use serde_json::json;

use crate::clob::Pool;
use crate::error::{Result, SolverError};
use crate::registry::{Intent, TxBuilder};
use crate::rpc::types::{CoinRef, MoveTarget, TxArg, TxCommand, TxPlan};
use crate::rpc::RpcClient;

/// Output buffer over `min_output_amount` kept from solver inventory so the
/// execute call never starves on dust rounding.
const OUTPUT_BUFFER_BPS: u64 = 500;

/// Select coins from `coins` (already sorted by the caller's preferred
/// order) whose combined balance covers `target`, returning the subset and
/// its total. Fails with `InsufficientBalance` if the full set is not
/// enough.
pub fn select_coins(coins: &[CoinRef], target: u64) -> Result<(Vec<CoinRef>, u64)> {
    let mut selected = Vec::new();
    let mut total = 0u64;
    for coin in coins {
        if total >= target {
            break;
        }
        selected.push(coin.clone());
        total += coin.balance;
    }
    if total < target {
        return Err(SolverError::InsufficientBalance(format!(
            "need {target}, have {total} across {} coins",
            coins.len()
        )));
    }
    Ok((selected, total))
}

/// Required output-asset balance including the rounding buffer.
pub fn required_output_with_buffer(min_output_amount: u64) -> u64 {
    min_output_amount + (min_output_amount * OUTPUT_BUFFER_BPS / 10_000)
}

/// Assembles the atomic settlement PTB for a profitable intent:
/// merge+split output coin, execute_intent, convert the returned balance to
/// a coin, reverse-swap it on the CLOB, transfer everything to the solver.
pub struct PtbAssembler<'a> {
    tx_builder: &'a TxBuilder,
    deepbook_package_id: &'a str,
}

impl<'a> PtbAssembler<'a> {
    pub fn new(tx_builder: &'a TxBuilder, deepbook_package_id: &'a str) -> Self {
        Self {
            tx_builder,
            deepbook_package_id,
        }
    }

    /// Build the ordered command sequence. `output_coins` must already be
    /// validated non-empty and sufficient by the caller (coin selection
    /// happens before this assembly step). When more than one coin was
    /// selected they are merged into the first before splitting out
    /// exactly `intent.min_output_amount` to pay; the leftover stays in the
    /// merged coin, owned by the solver. `fee_coin_ref` must likewise
    /// already be validated present.
    pub fn build(
        &self,
        intent: &Intent,
        pool: &Pool,
        output_coins: &[CoinRef],
        fee_coin_ref: &str,
        solver_address: &str,
    ) -> Vec<TxCommand> {
        let mut steps: Vec<TxCommand> = Vec::new();

        let primary = output_coins
            .first()
            .expect("output_coins validated non-empty by the caller")
            .coin_id
            .clone();

        if output_coins.len() > 1 {
            steps.push(TxCommand::MergeCoins {
                destination: TxArg::Object(primary.clone()),
                sources: output_coins[1..].iter().map(|c| TxArg::Object(c.coin_id.clone())).collect(),
            });
        }

        let split_idx = steps.len();
        steps.push(TxCommand::SplitCoins {
            coin: TxArg::Object(primary),
            amounts: vec![TxArg::Pure(json!(intent.min_output_amount.to_string()))],
        });

        let execute_idx = steps.len();
        steps.push(TxCommand::MoveCall(self.tx_builder.plan_execute(
            &intent.intent_id,
            TxArg::Result(split_idx),
            &intent.input_type,
            &intent.output_type,
        )));

        let is_sell_base = intent.input_type == pool.base_type;
        let swap_function = if is_sell_base {
            "swap_exact_base_for_quote"
        } else {
            "swap_exact_quote_for_base"
        };

        let swap_idx = steps.len();
        steps.push(TxCommand::MoveCall(TxPlan {
            function: MoveTarget::new(self.deepbook_package_id.to_string(), "pool", swap_function),
            type_arguments: vec![pool.base_type.clone(), pool.quote_type.clone()],
            arguments: vec![
                TxArg::Object(pool.pool_id.to_string()),
                TxArg::Result(execute_idx),
                TxArg::Object(fee_coin_ref.to_string()),
                TxArg::Pure(json!("0")),
                TxArg::Object("0x6".to_string()),
            ],
            gas_budget: None,
        }));

        steps.push(TxCommand::MoveCall(TxPlan {
            function: MoveTarget::new("0x2", "transfer", "public_transfer"),
            type_arguments: vec![],
            arguments: vec![TxArg::Result(swap_idx), TxArg::Pure(json!(solver_address))],
            gas_budget: None,
        }));

        steps
    }
}

/// Thin wrapper over coin discovery for the solver's own inventory.
pub struct InventoryClient<'a> {
    rpc: &'a RpcClient,
    solver_address: &'a str,
}

impl<'a> InventoryClient<'a> {
    pub fn new(rpc: &'a RpcClient, solver_address: &'a str) -> Self {
        Self { rpc, solver_address }
    }

    /// Coins of `coin_type` held by the solver, selected to cover
    /// `min_output_amount` plus the rounding buffer.
    pub async fn select_output_coins(&self, coin_type: &str, min_output_amount: u64) -> Result<(Vec<CoinRef>, u64)> {
        let coins = self.rpc.get_coins(self.solver_address, coin_type).await?;
        let target = required_output_with_buffer(min_output_amount);
        select_coins(&coins, target)
    }

    /// A single DEEP fee coin required by every CLOB swap call.
    pub async fn fee_coin(&self, deep_coin_type: &str) -> Result<CoinRef> {
        let coins = self.rpc.get_coins(self.solver_address, deep_coin_type).await?;
        coins.into_iter().next().ok_or(SolverError::NoFeeCoin)
    }
}

#[cfg(test)]
mod tests {
    use super::*;

    fn coin(id: &str, balance: u64) -> CoinRef {
        CoinRef {
            coin_id: id.to_string(),
            balance,
        }
    }

    #[test]
    fn buffer_adds_five_percent() {
        assert_eq!(required_output_with_buffer(2_000_000), 2_100_000);
    }

    #[test]
    fn selects_minimum_coins_covering_target() {
        let coins = vec![coin("c1", 500_000), coin("c2", 2_000_000), coin("c3", 100_000)];
        let (selected, total) = select_coins(&coins, 2_100_000).unwrap();
        assert_eq!(selected.len(), 2);
        assert_eq!(total, 2_500_000);
    }

    #[test]
    fn insufficient_coins_error_out() {
        let coins = vec![coin("c1", 500_000)];
        assert!(matches!(select_coins(&coins, 1_000_000), Err(SolverError::InsufficientBalance(_))));
    }

    fn sample_intent() -> Intent {
        Intent {
            intent_id: "0xintent".to_string(),
            owner: "0xowner".to_string(),
            input_type: "0x2::sui::SUI".to_string(),
            output_type: "0x2::usdc::USDC".to_string(),
            input_balance: 1_000_000_000,
            min_output_amount: 1_800_000,
            deadline: u64::MAX,
            status: crate::registry::IntentStatus::Open,
            solver: None,
        }
    }

    fn sample_pool() -> Pool {
        Pool {
            pool_id: "0xpool".to_string(),
            base_type: "0x2::sui::SUI".to_string(),
            quote_type: "0x2::usdc::USDC".to_string(),
            base_scalar: 1_000_000_000,
            quote_scalar: 1_000_000,
            tick_size: 1_000,
            lot_size: 1_000,
        }
    }

    #[test]
    fn single_output_coin_splits_without_merging() {
        let tx_builder = TxBuilder::new("0xpkg", "0xcfg");
        let assembler = PtbAssembler::new(&tx_builder, "0xdeepbook");
        let intent = sample_intent();
        let pool = sample_pool();
        let output_coins = vec![coin("0xbig", 5_000_000)];

        let steps = assembler.build(&intent, &pool, &output_coins, "0xfee", "0xsolver");

        assert_eq!(steps.len(), 4);
        match &steps[0] {
            TxCommand::SplitCoins { coin, amounts } => {
                assert!(matches!(coin, TxArg::Object(id) if id == "0xbig"));
                assert_eq!(amounts.len(), 1);
            }
            other => panic!("expected SplitCoins as the first command, got {other:?}"),
        }
        match &steps[1] {
            TxCommand::MoveCall(plan) => {
                assert_eq!(plan.function.function, "execute_intent");
                assert!(matches!(plan.arguments[1], TxArg::Result(0)));
            }
            other => panic!("expected execute_intent MoveCall, got {other:?}"),
        }
    }

    #[test]
    fn multiple_output_coins_merge_before_splitting() {
        let tx_builder = TxBuilder::new("0xpkg", "0xcfg");
        let assembler = PtbAssembler::new(&tx_builder, "0xdeepbook");
        let intent = sample_intent();
        let pool = sample_pool();
        let output_coins = vec![coin("0xc1", 1_000_000), coin("0xc2", 1_000_000)];

        let steps = assembler.build(&intent, &pool, &output_coins, "0xfee", "0xsolver");

        assert_eq!(steps.len(), 5);
        match &steps[0] {
            TxCommand::MergeCoins { destination, sources } => {
                assert!(matches!(destination, TxArg::Object(id) if id == "0xc1"));
                assert_eq!(sources.len(), 1);
                assert!(matches!(&sources[0], TxArg::Object(id) if id == "0xc2"));
            }
            other => panic!("expected MergeCoins as the first command, got {other:?}"),
        }
        match &steps[1] {
            TxCommand::SplitCoins { coin, .. } => {
                assert!(matches!(coin, TxArg::Object(id) if id == "0xc1"));
            }
            other => panic!("expected SplitCoins as the second command, got {other:?}"),
        }
        match &steps[2] {
            TxCommand::MoveCall(plan) => {
                assert_eq!(plan.function.function, "execute_intent");
                assert!(matches!(plan.arguments[1], TxArg::Result(1)));
            }
            other => panic!("expected execute_intent MoveCall, got {other:?}"),
        }
    }
}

::::::

What you should do: What do the lines of the material read, from the first through the line with "for coin in"? Transcribe them exactly and stop there.

Response:
use serde_json::json;

use crate::clob::Pool;
use crate::error::{Result, SolverError};
use crate::registry::{Intent, TxBuilder};
use crate::rpc::types::{CoinRef, MoveTarget, TxArg, TxCommand, TxPlan};
use crate::rpc::RpcClient;

/// Output buffer over `min_output_amount` kept from solver inventory so the
/// execute call never starves on dust rounding.
const OUTPUT_BUFFER_BPS: u64 = 500;

/// Select coins from `coins` (already sorted by the caller's preferred
/// order) whose combined balance covers `target`, returning the subset and
/// its total. Fails with `InsufficientBalance` if the full set is not
/// enough.
pub fn select_coins(coins: &[CoinRef], target: u64) -> Result<(Vec<CoinRef>, u64)> {
    let mut selected = Vec::new();
    let mut total = 0u64;
    for coin in coins {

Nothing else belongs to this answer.